Sure, the retitling move was foreshadowed by the asterisk, but Marvel throwing the Avengers name out there after the release doesn’t feel clever or cheeky - it feels like a blatant, shameless attempt at trying to wring whatever else it can out of a movie it clearly doesn’t have much faith in to stand on its own.
I certainly can’t fault Marvel for the marketing gimmick, but it’s got the lame stink all over it.
Marvel is no longer a cultural juggernaut. Following Endgame, the studio has worked to crush itself under its own weight, assuming audiences would scoff at the idea of a pause in superhero content, and instead opting for a total assault that spanned 2-3 movies a year and something like two hundred Disney+ shows (give or take).
And while Marvel movies still do ridiculous business on opening weekend, the drop-offs in the weeks that follow are steep. This was seen most recently with Captain America: Brave New World. Following an $88 million opening weekend, interest in the film cratered and the film barely crossed the $200 million threshold domestically. While most films would be doing backflips at the chance to make $200 million in the United States, Marvel movies are held to a different standard on account of the series history and the gargantuan budgets at play.

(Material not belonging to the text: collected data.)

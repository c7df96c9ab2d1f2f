//! # cryptofolio
//!
//! Deterministic target-weight rebalancing for a basket of crypto assets.
//!
//! Given target weights ([`PortfolioSpec`]) and a point-in-time view of
//! holdings ([`PortfolioSnapshot`]), [`compute_trades`] returns the
//! quote-denominated buys and sells that bring every asset back within a
//! deviation tolerance of its target. The computation is a pure function:
//! fetching prices, submitting orders and scheduling live in the
//! `cryptofolio-broker` and `cryptofolio-rebalancer` crates.
//!
//! ## Quick Start
//!
//! ```
//! use cryptofolio::{
//!     compute_trades, AssetAllocation, Holding, PortfolioSnapshot, PortfolioSpec, Side, Symbol,
//! };
//!
//! let usd = Symbol::new("USD");
//! let spec = PortfolioSpec::new(vec![
//!     AssetAllocation::new(Symbol::new("BTC"), usd, 0.6),
//!     AssetAllocation::new(Symbol::new("ETH"), usd, 0.4),
//! ])
//! .unwrap();
//!
//! let snapshot = PortfolioSnapshot::new(
//!     10_000.0,
//!     vec![
//!         Holding::new(Symbol::new("BTC"), usd, 0.125, 32_000.0), // 4000
//!         Holding::new(Symbol::new("ETH"), usd, 3.0, 2_000.0),    // 6000
//!     ],
//! );
//!
//! let trades = compute_trades(&spec, &snapshot, 0.01).unwrap();
//! assert_eq!(trades.len(), 2);
//! assert_eq!(trades[0].side, Side::Buy);
//! assert_eq!(trades[0].quote_amount, 2_000.0);
//! assert_eq!(trades[1].side, Side::Sell);
//! assert_eq!(trades[1].quote_amount, 2_000.0);
//! ```
//!
//! ## Tolerance
//!
//! An asset is traded only when `|current - target| / total_value` reaches the
//! tolerance, so small drift from price noise does not churn the book.
//!
//! ## Unlisted holdings
//!
//! Held assets with no target allocation are sold down to zero by default
//! ([`UnlistedPolicy::Liquidate`]); set [`UnlistedPolicy::Keep`] or list them
//! in [`RebalancePolicy::excluded`] to leave them alone.

pub mod allocation;
pub mod drift;
pub mod error;
pub mod fees;
pub mod rebalance;
pub mod side;
pub mod snapshot;
pub mod types;

pub use allocation::{AssetAllocation, PortfolioSpec, WEIGHT_SUM_TOLERANCE};
pub use drift::{drift_report, DriftEntry, DriftReport};
pub use error::RebalanceError;
pub use fees::{FeeEstimate, FeeModel};
pub use rebalance::{
    compute_trades, RebalancePolicy, Rebalancer, TradeInstruction, TradeReason, UnlistedPolicy,
};
pub use side::Side;
pub use snapshot::{Holding, PortfolioSnapshot};
pub use types::Symbol;
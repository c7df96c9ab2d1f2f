//! Broker boundary for cryptofolio.
//!
//! The rebalancing core never talks to an exchange. It receives a
//! [`PortfolioSnapshot`] from a [`MarketData`] source and hands each
//! [`TradeInstruction`] to an [`Execution`] sink. Implementations:
//!
//! - [`mock::MockBroker`]: canned responses and recorded submissions for tests
//! - [`paper::PaperBroker`]: simulated fills against in-memory balances

pub mod error;
pub mod mock;
pub mod paper;
pub mod types;

pub use error::BrokerError;
pub use types::*;

use cryptofolio::{PortfolioSnapshot, TradeInstruction};

/// Source of current holdings and prices.
pub trait MarketData {
    /// Read a fresh snapshot. Fails with [`BrokerError::DataUnavailable`] when
    /// positions or prices cannot be obtained; callers skip the cycle.
    fn get_snapshot(&self) -> Result<PortfolioSnapshot, BrokerError>;
}

/// Sink for trade instructions.
///
/// No retries happen behind this trait; a failed submission is reported once.
pub trait Execution {
    fn submit(&self, trade: &TradeInstruction) -> Result<ExecutionResult, BrokerError>;
}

Given the original budget, extensive reshoots, and marketing, the budget for Brave New World could very well have crossed somewhere over $300-350 million (not that Disney would ever tell us officially). By all accounts, the movie ended up being a flop and after that first weekend, you couldn’t find a soul talking about it. Seeing Marvel movies for many people has become an obligation; the excitement has been all but stripped away. Marvel movies are film Gulags now.
Marvel would like to avoid the same box-office fate for Thunderbolts* as much as possible. See? These are actually the Avengers now or whatever. Will you just come see the movie?
Again, I can’t blame Marvel for the stunt - it makes sense. Audiences have made it clear they don’t really care much for anything beyond the Avengers brand at this point. But we’re talking about utilizing F-level characters, and Marvel isn’t interested whatsoever anymore in making anything that takes true leaps creatively. Something like the Guardians of the Galaxy trilogy is the exception to the otherwise endless junk we now receive.
Having said all this, I recognize these movies are no longer for me. It appears that would be the case for a good portion of the moviegoing audience too, no matter how much Marvel wants to convince itself otherwise. At the end of the day, though, this might all actually work for the hardcore fans, and you can bet Avengers: Doomsday will make $6 trillion next year. You’ll forget it ever happened as you walk out of the theater, but once the money machine has printed for Disney, what do they care?
You might be wondering why I’m even devoting any time to this relatively innocuous name change then. The Marvel world is still worth talking about because these movies drastically altered the landscape, and Disney has been suffocating other films for almost two decades now. Until the next major theatrical trend reveals itself, Marvel will remain a topic worthy of discussion.
Right now, the studio is rudderless, totally absent of any true creative direction. And if you think things are bad now, wait until the Hail Mary junk they’ll throw at us in Doomsday.
It won’t matter, though. The Marvel machine will simply continue to steamroll us all.